BEGIN Data extracts
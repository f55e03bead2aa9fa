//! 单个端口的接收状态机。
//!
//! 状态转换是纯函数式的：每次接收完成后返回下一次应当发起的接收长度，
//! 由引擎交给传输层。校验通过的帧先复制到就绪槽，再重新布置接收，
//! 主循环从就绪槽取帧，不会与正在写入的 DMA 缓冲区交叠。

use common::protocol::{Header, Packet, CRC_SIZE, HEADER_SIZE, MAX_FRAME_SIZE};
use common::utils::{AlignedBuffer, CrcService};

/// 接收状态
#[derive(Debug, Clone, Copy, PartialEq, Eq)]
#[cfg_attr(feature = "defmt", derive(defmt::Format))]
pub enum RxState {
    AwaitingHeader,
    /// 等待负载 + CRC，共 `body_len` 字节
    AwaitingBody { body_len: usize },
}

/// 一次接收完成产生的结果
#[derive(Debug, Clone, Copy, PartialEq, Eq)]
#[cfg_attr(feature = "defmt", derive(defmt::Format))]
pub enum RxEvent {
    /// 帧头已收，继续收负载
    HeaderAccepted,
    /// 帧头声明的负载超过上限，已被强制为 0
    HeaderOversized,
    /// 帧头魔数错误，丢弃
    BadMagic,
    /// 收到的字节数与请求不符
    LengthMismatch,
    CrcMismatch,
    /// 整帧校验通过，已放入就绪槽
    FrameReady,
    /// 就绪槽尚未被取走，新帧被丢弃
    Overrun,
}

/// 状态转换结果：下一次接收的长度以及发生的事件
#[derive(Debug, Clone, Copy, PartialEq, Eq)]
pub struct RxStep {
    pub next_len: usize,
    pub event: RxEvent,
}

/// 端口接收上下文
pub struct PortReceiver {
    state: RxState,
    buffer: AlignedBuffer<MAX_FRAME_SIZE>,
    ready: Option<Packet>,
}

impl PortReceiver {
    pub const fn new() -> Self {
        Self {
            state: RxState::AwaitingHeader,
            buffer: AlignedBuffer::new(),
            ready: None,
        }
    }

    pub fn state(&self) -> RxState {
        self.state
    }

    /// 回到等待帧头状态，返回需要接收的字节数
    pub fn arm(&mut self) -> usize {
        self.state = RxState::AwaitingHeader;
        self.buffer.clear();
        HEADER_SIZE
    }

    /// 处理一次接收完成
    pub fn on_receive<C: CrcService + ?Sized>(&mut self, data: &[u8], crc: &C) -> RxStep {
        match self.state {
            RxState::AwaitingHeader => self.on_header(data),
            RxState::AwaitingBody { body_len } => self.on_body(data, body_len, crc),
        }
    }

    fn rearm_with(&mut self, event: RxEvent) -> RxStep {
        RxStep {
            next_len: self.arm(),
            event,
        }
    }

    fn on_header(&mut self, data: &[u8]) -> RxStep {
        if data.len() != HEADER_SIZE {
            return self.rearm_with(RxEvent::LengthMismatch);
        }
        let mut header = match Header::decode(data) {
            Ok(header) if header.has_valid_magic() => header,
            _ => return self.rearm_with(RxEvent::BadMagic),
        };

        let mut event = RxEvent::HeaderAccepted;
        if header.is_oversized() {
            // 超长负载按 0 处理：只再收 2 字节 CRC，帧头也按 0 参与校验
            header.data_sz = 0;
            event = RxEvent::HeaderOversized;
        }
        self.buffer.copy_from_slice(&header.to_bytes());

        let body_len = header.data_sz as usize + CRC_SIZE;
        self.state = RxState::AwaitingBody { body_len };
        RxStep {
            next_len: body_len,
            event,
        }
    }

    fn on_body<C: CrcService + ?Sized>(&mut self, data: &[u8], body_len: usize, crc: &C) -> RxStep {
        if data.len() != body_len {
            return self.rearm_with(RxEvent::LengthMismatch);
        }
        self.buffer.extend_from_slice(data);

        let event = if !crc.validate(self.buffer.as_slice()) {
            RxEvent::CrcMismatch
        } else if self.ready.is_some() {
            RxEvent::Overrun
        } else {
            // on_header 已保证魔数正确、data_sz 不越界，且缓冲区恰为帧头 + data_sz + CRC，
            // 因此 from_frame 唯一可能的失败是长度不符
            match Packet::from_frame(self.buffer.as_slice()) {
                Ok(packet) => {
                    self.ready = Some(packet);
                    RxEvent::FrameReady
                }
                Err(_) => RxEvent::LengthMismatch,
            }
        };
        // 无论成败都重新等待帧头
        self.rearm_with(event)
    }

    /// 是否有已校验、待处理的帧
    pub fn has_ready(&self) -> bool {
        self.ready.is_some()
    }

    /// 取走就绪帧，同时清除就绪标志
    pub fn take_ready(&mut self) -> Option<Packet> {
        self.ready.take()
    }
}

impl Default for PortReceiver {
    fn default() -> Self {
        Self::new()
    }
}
END Data extracts
● Task prompt:
Would you please give all of the entries above once more, exactly as they are?

● Answer space:
repository f55e03bead2aa9fa
//! 单个端口的接收状态机。
//!
//! 状态转换是纯函数式的：每次接收完成后返回下一次应当发起的接收长度，
//! 由引擎交给传输层。校验通过的帧先复制到就绪槽，再重新布置接收，
//! 主循环从就绪槽取帧，不会与正在写入的 DMA 缓冲区交叠。

use common::protocol::{Header, Packet, CRC_SIZE, HEADER_SIZE, MAX_FRAME_SIZE};
use common::utils::{AlignedBuffer, CrcService};

/// 接收状态
#[derive(Debug, Clone, Copy, PartialEq, Eq)]
#[cfg_attr(feature = "defmt", derive(defmt::Format))]
pub enum RxState {
    AwaitingHeader,
    /// 等待负载 + CRC，共 `body_len` 字节
    AwaitingBody { body_len: usize },
}

/// 一次接收完成产生的结果
#[derive(Debug, Clone, Copy, PartialEq, Eq)]
#[cfg_attr(feature = "defmt", derive(defmt::Format))]
pub enum RxEvent {
    /// 帧头已收，继续收负载
    HeaderAccepted,
    /// 帧头声明的负载超过上限，已被强制为 0
    HeaderOversized,
    /// 帧头魔数错误，丢弃
    BadMagic,
    /// 收到的字节数与请求不符
    LengthMismatch,
    CrcMismatch,
    /// 整帧校验通过，已放入就绪槽
    FrameReady,
    /// 就绪槽尚未被取走，新帧被丢弃
    Overrun,
}

/// 状态转换结果：下一次接收的长度以及发生的事件
#[derive(Debug, Clone, Copy, PartialEq, Eq)]
pub struct RxStep {
    pub next_len: usize,
    pub event: RxEvent,
}

/// 端口接收上下文
pub struct PortReceiver {
    state: RxState,
    buffer: AlignedBuffer<MAX_FRAME_SIZE>,
    ready: Option<Packet>,
}

impl PortReceiver {
    pub const fn new() -> Self {
        Self {
            state: RxState::AwaitingHeader,
            buffer: AlignedBuffer::new(),
            ready: None,
        }
    }

    pub fn state(&self) -> RxState {
        self.state
    }

    /// 回到等待帧头状态，返回需要接收的字节数
    pub fn arm(&mut self) -> usize {
        self.state = RxState::AwaitingHeader;
        self.buffer.clear();
        HEADER_SIZE
    }

    /// 处理一次接收完成
    pub fn on_receive<C: CrcService + ?Sized>(&mut self, data: &[u8], crc: &C) -> RxStep {
        match self.state {
            RxState::AwaitingHeader => self.on_header(data),
            RxState::AwaitingBody { body_len } => self.on_body(data, body_len, crc),
        }
    }

    fn rearm_with(&mut self, event: RxEvent) -> RxStep {
        RxStep {
            next_len: self.arm(),
            event,
        }
    }

    fn on_header(&mut self, data: &[u8]) -> RxStep {
        if data.len() != HEADER_SIZE {
            return self.rearm_with(RxEvent::LengthMismatch);
        }
        let mut header = match Header::decode(data) {
            Ok(header) if header.has_valid_magic() => header,
            _ => return self.rearm_with(RxEvent::BadMagic),
        };

        let mut event = RxEvent::HeaderAccepted;
        if header.is_oversized() {
            // 超长负载按 0 处理：只再收 2 字节 CRC，帧头也按 0 参与校验
            header.data_sz = 0;
            event = RxEvent::HeaderOversized;
        }
        self.buffer.copy_from_slice(&header.to_bytes());

        let body_len = header.data_sz as usize + CRC_SIZE;
        self.state = RxState::AwaitingBody { body_len };
        RxStep {
            next_len: body_len,
            event,
        }
    }

    fn on_body<C: CrcService + ?Sized>(&mut self, data: &[u8], body_len: usize, crc: &C) -> RxStep {
        if data.len() != body_len {
            return self.rearm_with(RxEvent::LengthMismatch);
        }
        self.buffer.extend_from_slice(data);

        let event = if !crc.validate(self.buffer.as_slice()) {
            RxEvent::CrcMismatch
        } else if self.ready.is_some() {
            RxEvent::Overrun
        } else {
            // on_header 已保证魔数正确、data_sz 不越界，且缓冲区恰为帧头 + data_sz + CRC，
            // 因此 from_frame 唯一可能的失败是长度不符
            match Packet::from_frame(self.buffer.as_slice()) {
                Ok(packet) => {
                    self.ready = Some(packet);
                    RxEvent::FrameReady
                }
                Err(_) => RxEvent::LengthMismatch,
            }
        };
        // 无论成败都重新等待帧头
        self.rearm_with(event)
    }

    /// 是否有已校验、待处理的帧
    pub fn has_ready(&self) -> bool {
        self.ready.is_some()
    }

    /// 取走就绪帧，同时清除就绪标志
    pub fn take_ready(&mut self) -> Option<Packet> {
        self.ready.take()
    }
}

impl Default for PortReceiver {
    fn default() -> Self {
        Self::new()
    }
}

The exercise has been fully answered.